Como cooperativista que é, Elizeth prefere a união de esforços e de diferentes pontos de vista. Masculino e feminino somados por um resultado de equilíbrio. “Não vejo uma disputa entre homens e mulheres. A mulher, além de ter uma sensibilidade maior, estuda e se prepara mais. Ela é mais sensível e comedida na tomada de decisões. O homem já é mais arrojado e penso que isso equilibra. Os dois ganham. Então, parceria para mim é par”, avalia.

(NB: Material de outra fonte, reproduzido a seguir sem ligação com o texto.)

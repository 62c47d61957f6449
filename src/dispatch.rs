// ABOUTME: DispatchEngine - fans one user turn out to the resolved target
// ABOUTME: agents concurrently, with per-agent failure isolation.

use std::sync::Arc;
use std::time::Duration;

use futures::future::join_all;
use tracing::{debug, warn};

use crate::config::AgentDescriptor;
use crate::conversation::{to_chat_messages, ConversationTurn};
use crate::error::LlmError;
use crate::limiter::RateLimiter;
use crate::llm::{ChatClient, ChatConfig, ChatMessage, ChatReply};
use crate::prompt::compose_system_prompt;
use crate::registry::AgentRegistry;
use crate::router::RoutedMessage;

/// Reserved alias under which synthetic engine-level errors are reported.
pub const SYSTEM_ALIAS: &str = "system";

/// Default per-call deadline. A backend that has not answered by then
/// gets a timeout failure instead of stalling the whole aggregate.
pub const DEFAULT_CALL_TIMEOUT: Duration = Duration::from_secs(60);

const DEFAULT_TEMPERATURE: f64 = 0.7;
const DEFAULT_MAX_TOKENS: u32 = 1500;

/// One user turn ready for fan-out.
#[derive(Debug, Clone)]
pub struct DispatchRequest {
    /// Clean user text (tags already stripped).
    pub text: String,

    /// Requested target aliases. Empty means every registered agent.
    pub targets: Vec<String>,

    /// Whether the caller explicitly named targets. Distinguishes
    /// "broadcast" from "asked for agents that turned out unknown".
    pub explicit: bool,

    /// Caller-supplied sampling overrides, layered over engine defaults.
    pub overrides: ChatConfig,
}

impl DispatchRequest {
    /// A request addressed to every registered agent.
    pub fn broadcast(text: impl Into<String>) -> Self {
        Self {
            text: text.into(),
            targets: Vec::new(),
            explicit: false,
            overrides: ChatConfig::default(),
        }
    }

    /// A request addressed to the named aliases.
    pub fn to(text: impl Into<String>, targets: Vec<String>) -> Self {
        Self {
            text: text.into(),
            targets,
            explicit: true,
            overrides: ChatConfig::default(),
        }
    }

    /// Set sampling overrides.
    pub fn overrides(mut self, overrides: ChatConfig) -> Self {
        self.overrides = overrides;
        self
    }
}

impl From<RoutedMessage> for DispatchRequest {
    fn from(routed: RoutedMessage) -> Self {
        let explicit = !routed.targets.is_empty();
        Self {
            text: routed.clean_text,
            targets: routed.targets,
            explicit,
            overrides: ChatConfig::default(),
        }
    }
}

/// The outcome of one agent's backend call. Exactly one variant per
/// dispatched agent per request; never both content and error.
#[derive(Debug, Clone, PartialEq)]
pub enum AgentOutcome {
    Reply(ChatReply),
    Failure { message: String },
}

impl AgentOutcome {
    /// The reply content, if this outcome is a reply.
    pub fn content(&self) -> Option<&str> {
        match self {
            Self::Reply(reply) => Some(&reply.content),
            Self::Failure { .. } => None,
        }
    }

    /// Whether this outcome is a failure.
    pub fn is_failure(&self) -> bool {
        matches!(self, Self::Failure { .. })
    }
}

/// One agent's settled result, keyed by alias.
#[derive(Debug, Clone, PartialEq)]
pub struct AgentResult {
    pub alias: String,
    pub outcome: AgentOutcome,
}

/// Fans a single user turn out to N backends concurrently.
///
/// The engine holds a read-only registry reference; per-request state
/// lives entirely inside `dispatch` and is discarded afterwards, so
/// concurrent dispatches never share mutable state.
pub struct DispatchEngine {
    registry: Arc<AgentRegistry>,
    call_timeout: Duration,
    defaults: ChatConfig,
    limiter: Option<Arc<RateLimiter>>,
}

impl DispatchEngine {
    /// Create an engine over a registry with default sampling and timeout.
    pub fn new(registry: Arc<AgentRegistry>) -> Self {
        Self {
            registry,
            call_timeout: DEFAULT_CALL_TIMEOUT,
            defaults: ChatConfig::default()
                .temperature(DEFAULT_TEMPERATURE)
                .max_tokens(DEFAULT_MAX_TOKENS),
            limiter: None,
        }
    }

    /// Set the per-call timeout.
    pub fn call_timeout(mut self, timeout: Duration) -> Self {
        self.call_timeout = timeout;
        self
    }

    /// Replace the default sampling config.
    pub fn defaults(mut self, defaults: ChatConfig) -> Self {
        self.defaults = defaults;
        self
    }

    /// Throttle backend calls through a shared rate limiter.
    pub fn limiter(mut self, limiter: Arc<RateLimiter>) -> Self {
        self.limiter = Some(limiter);
        self
    }

    /// Dispatch one user turn and collect every agent's settled result.
    ///
    /// Returns only after all backend calls have completed or failed;
    /// callers never observe partial results. One agent's failure never
    /// contaminates its siblings. The result order follows the resolved
    /// target order.
    pub async fn dispatch(
        &self,
        request: &DispatchRequest,
        history: &[ConversationTurn],
    ) -> Vec<AgentResult> {
        if self.registry.is_empty() {
            return synthetic_failure("no agents are configured");
        }

        let targets = self.resolve_targets(request);
        if targets.is_empty() {
            // Only reachable when the caller explicitly named targets
            // and none of them are registered.
            return synthetic_failure("none of the requested agents are registered");
        }

        let sole_target = targets.len() == 1;
        let config = request.overrides.merged_over(&self.defaults);
        let history_messages = to_chat_messages(history);

        debug!(targets = ?targets, sole_target, "dispatching user turn");

        let mut handles = Vec::with_capacity(targets.len());
        for alias in &targets {
            let agent = self
                .registry
                .get(alias)
                .expect("resolved targets are registered");

            let call = AgentCall {
                alias: alias.clone(),
                client: Arc::clone(&agent.client),
                messages: build_messages(&agent.descriptor, sole_target, &history_messages, &request.text),
                config: config.clone(),
                timeout: self.call_timeout,
                limiter: self.limiter.clone(),
            };

            handles.push(tokio::spawn(call.run()));
        }

        let mut results = Vec::with_capacity(handles.len());
        for (alias, handle) in targets.into_iter().zip(join_all(handles).await) {
            let result = match handle {
                Ok(result) => result,
                Err(e) => AgentResult {
                    alias,
                    outcome: AgentOutcome::Failure {
                        message: format!("agent task failed: {}", e),
                    },
                },
            };
            results.push(result);
        }

        results
    }

    /// Filter the requested aliases against the registry. Unknown
    /// aliases are dropped with a diagnostic, never a hard failure;
    /// repeated aliases collapse to one so each agent is dispatched
    /// exactly once per request.
    fn resolve_targets(&self, request: &DispatchRequest) -> Vec<String> {
        if !request.explicit {
            return self.registry.aliases();
        }

        let mut resolved: Vec<String> = Vec::with_capacity(request.targets.len());
        for alias in &request.targets {
            if self.registry.get(alias).is_none() {
                warn!(alias = %alias, "dropping unknown agent from target set");
                continue;
            }
            if !resolved.contains(alias) {
                resolved.push(alias.clone());
            }
        }
        resolved
    }
}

E ser vencedor no coletivo é um dos princípios do cooperativismo. Cooperar e construir em grupo é o que leva o colégio CEM a ocupar o pódio quando avaliado. O segredo está em entender que se trata de um grupo de associados em prol da oferta de um serviço de excelência. Trata-se de uma mudança de mentalidade que deixa de lado o papel de funcionário para assumir que todos são donos.
“Quando o nosso professor entende que ele é um associado e que quanto mais qualidade ele exerce em sala de aula, mais retorno financeiro terá. O resultado é que agrega mais valor ao produto dele como professor, tem mais reconhecimento profissional e retorno econômico. Isso também é gestão.”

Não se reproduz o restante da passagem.